Wetbones revised and re-issued.... Part 2 The Author interviewed...



John Shirley is the author of close to thirty novels and collections. He is most well known as the co-screenwriter of the The Crow. But his classic 1990 Horror novel Wetbones is what we are gathered here to discuss.

I first read Wetbones in 2007 after author Cody Goodfellow told me it was John Shirley's horror masterpiece. It was the first novel I read living in the pacific northwest, on bleak rainy nights I was in it deeply from page one. At the time I was already active on author John Shirley's message board. While he was always friendly about it, there seemed to be a hesitation on John's part to talk about Wetbones.

Stephen King had been the same way with one of his horror masterpieces Pet Semetary and if the rumors are true King had not wanted to finish the book at all. A few months back John said he was revising and releasing Wetbones and I saw a unique opportunity. I wanted to talk with John about this fantastic masterpiece of horror fiction 20 years later, with it now fresh in his mind. Thank John for doing this brutally honest interview...


David Agranoff: You have said before that you were using this novel as catharsis, and you were going through a crisis in your life.

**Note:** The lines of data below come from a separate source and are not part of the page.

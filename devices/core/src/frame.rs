//! Color frames produced by the renderer.

use std::collections::HashMap;
use std::fmt;
use std::str::FromStr;

use crate::LogicalKey;

/// 24-bit color
#[derive(Clone, Copy, Debug, Default, PartialEq, Eq, Hash)]
pub struct Rgb {
    pub r: u8,
    pub g: u8,
    pub b: u8,
}

impl Rgb {
    pub const BLACK: Rgb = Rgb::new(0, 0, 0);

    pub const fn new(r: u8, g: u8, b: u8) -> Self {
        Self { r, g, b }
    }

    pub const fn to_bytes(self) -> [u8; 3] {
        [self.r, self.g, self.b]
    }
}

impl From<[u8; 3]> for Rgb {
    fn from([r, g, b]: [u8; 3]) -> Self {
        Self { r, g, b }
    }
}

impl fmt::Display for Rgb {
    fn fmt(&self, f: &mut fmt::Formatter<'_>) -> fmt::Result {
        write!(f, "#{:02x}{:02x}{:02x}", self.r, self.g, self.b)
    }
}

impl FromStr for Rgb {
    type Err = String;
    fn from_str(code: &str) -> Result<Self, Self::Err> {
        let mut hex = code.trim_start_matches('#').to_string();
        match hex.len() {
            // Extend 3 character hex colors
            3 => hex = hex.chars().flat_map(|a| [a, a]).collect(),
            6 => {},
            l => return Err(format!("invalid hex length for {code}: {l}")),
        }
        let value =
            u32::from_str_radix(&hex, 16).map_err(|_| format!("invalid hex color: {code}"))?;
        Ok(Self::new((value >> 16) as u8, (value >> 8) as u8, value as u8))
    }
}

/// One complete snapshot of desired colors per logical key.
///
/// Keys missing from the frame carry no instruction for this cycle, so the
/// device keeps whatever it last displayed for them. Frames are shared
/// between schedulers behind an `Arc` and never mutated after publish.
#[derive(Clone, Debug, Default, PartialEq, Eq)]
pub struct ColorFrame {
    colors: HashMap<LogicalKey, Rgb>,
}

impl ColorFrame {
    pub fn new() -> Self {
        Self::default()
    }

    /// Frame assigning `color` to every logical key
    pub fn filled(color: Rgb) -> Self {
        LogicalKey::ALL.iter().map(|&k| (k, color)).collect()
    }

    /// Set a key while building a frame
    pub fn with(mut self, key: LogicalKey, color: Rgb) -> Self {
        self.colors.insert(key, color);
        self
    }

    pub fn get(&self, key: LogicalKey) -> Option<Rgb> {
        self.colors.get(&key).copied()
    }

    pub fn iter(&self) -> impl Iterator<Item = (LogicalKey, Rgb)> + '_ {
        self.colors.iter().map(|(k, c)| (*k, *c))
    }

    pub fn len(&self) -> usize {
        self.colors.len()
    }

    pub fn is_empty(&self) -> bool {
        self.colors.is_empty()
    }
}

impl FromIterator<(LogicalKey, Rgb)> for ColorFrame {
    fn from_iter<I: IntoIterator<Item = (LogicalKey, Rgb)>>(iter: I) -> Self {
        Self {
            colors: iter.into_iter().collect(),
        }
    }
}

What can you tell us about that time personally and how influenced the direction of Wetbones?


John Shirley: I had been clean from drugs for a long time,then had a relapse, when some harsh stuff happened in my life, and the relapses got more frequent, and it got very bad. I had no dignity in my life. I wasn't living on the streets but nearly got killed and it was very hard on anyone close to me. So the addiction framework of Wetbones, the whole Akishra metaphor, was a cathartic effort to deal with that, to make myself see the fullest, ugliest truths of addiction clearly and straight on and without any rationalization. Also the book, as Robert Palmer (the critic) noted, is a very angry one and it released all kinds of pent up anger in me. It's also about Hollywood--well, I had unpleasant encounters working in the cinematic and television vineyards, under the lash of the overseers, and I vented about that too. So I was able to meld all this together pretty well into one horrific story...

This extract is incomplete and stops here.